Wherever a line in the records contains the word "DateTime", return that line.
*** Opening of The records ***
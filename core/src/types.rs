/// Shared types for the chat and matchmaking layers
use chrono::{DateTime, Utc};
use serde::{Deserialize, Serialize};

/// Content type of a chat message
#[derive(Debug, Clone, Copy, PartialEq, Eq, Serialize, Deserialize)]
#[serde(rename_all = "snake_case")]
pub enum MessageKind {
    Text,
    Image,
    Emoji,
    System,
}

/// Delivery status of a chat message
#[derive(Debug, Clone, Copy, PartialEq, Eq, Serialize, Deserialize)]
#[serde(rename_all = "snake_case")]
pub enum MessageStatus {
    Sent,
    Delivered,
    Read,
    Failed,
}

/// One chat message as the server persists it.
///
/// Ids are server-assigned; there is no optimistic client-side id. Deletes
/// are soft: the message stays in the cache with `deleted_at` set.
#[derive(Debug, Clone, PartialEq, Serialize, Deserialize)]
#[serde(rename_all = "camelCase")]
pub struct Message {
    pub id: String,
    pub conversation_id: String,
    pub author_id: String,
    pub content: String,
    #[serde(rename = "type")]
    pub kind: MessageKind,
    pub status: MessageStatus,
    pub created_at: DateTime<Utc>,
    #[serde(default, skip_serializing_if = "Option::is_none")]
    pub edited_at: Option<DateTime<Utc>>,
    #[serde(default, skip_serializing_if = "Option::is_none")]
    pub deleted_at: Option<DateTime<Utc>>,
}

/// `message.read` payload: the remote participant read the conversation
#[derive(Debug, Clone, PartialEq, Serialize, Deserialize)]
#[serde(rename_all = "camelCase")]
pub struct ReadReceipt {
    pub conversation_id: String,
    pub user_id: String,
    pub unread_count: u32,
}

/// `user.typing` payload
#[derive(Debug, Clone, PartialEq, Serialize, Deserialize)]
#[serde(rename_all = "camelCase")]
pub struct TypingNotice {
    pub conversation_id: String,
    pub user_id: String,
    pub is_typing: bool,
}

/// Push events fanned out to conversation controllers
#[derive(Debug, Clone)]
pub enum ChatEvent {
    MessageNew(Message),
    MessageUpdated(Message),
    MessageDeleted(Message),
    ConversationRead(ReadReceipt),
    Typing(TypingNotice),
}

/// Matchmaking queue status as reported by the server.
///
/// The status set is open-ended: unknown strings are preserved rather than
/// rejected, so a newer server cannot break the stream.
#[derive(Debug, Clone, PartialEq, Eq, Serialize, Deserialize)]
#[serde(rename_all = "snake_case")]
pub enum SearchStatus {
    Idle,
    Queued,
    Matched,
    Offline,
    Paused,
    #[serde(untagged)]
    Other(String),
}

/// `search_state` stream payload
#[derive(Debug, Clone, PartialEq, Serialize, Deserialize)]
#[serde(rename_all = "camelCase")]
pub struct SearchStatePayload {
    pub status: SearchStatus,
    #[serde(default, skip_serializing_if = "Option::is_none")]
    pub queued_at: Option<DateTime<Utc>>,
}

/// `heartbeat` stream payload
#[derive(Debug, Clone, PartialEq, Serialize, Deserialize)]
#[serde(rename_all = "camelCase")]
pub struct HeartbeatPayload {
    #[serde(default, skip_serializing_if = "Option::is_none")]
    pub timestamp: Option<DateTime<Utc>>,
}

/// `match_found` stream payload
#[derive(Debug, Clone, PartialEq, Serialize, Deserialize)]
#[serde(rename_all = "camelCase")]
pub struct MatchPayload {
    pub match_id: String,
    #[serde(default, skip_serializing_if = "Option::is_none")]
    pub conversation_id: Option<String>,
    #[serde(default, skip_serializing_if = "Option::is_none")]
    pub partner_id: Option<String>,
    /// Server-defined extras (profile preview, expiry, ...)
    #[serde(flatten)]
    pub extra: serde_json::Map<String, serde_json::Value>,
}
*** Close of The records ***
Response below:
use chrono::{DateTime, Utc};
    pub created_at: DateTime<Utc>,
    pub edited_at: Option<DateTime<Utc>>,
    pub deleted_at: Option<DateTime<Utc>>,
    pub queued_at: Option<DateTime<Utc>>,
    pub timestamp: Option<DateTime<Utc>>,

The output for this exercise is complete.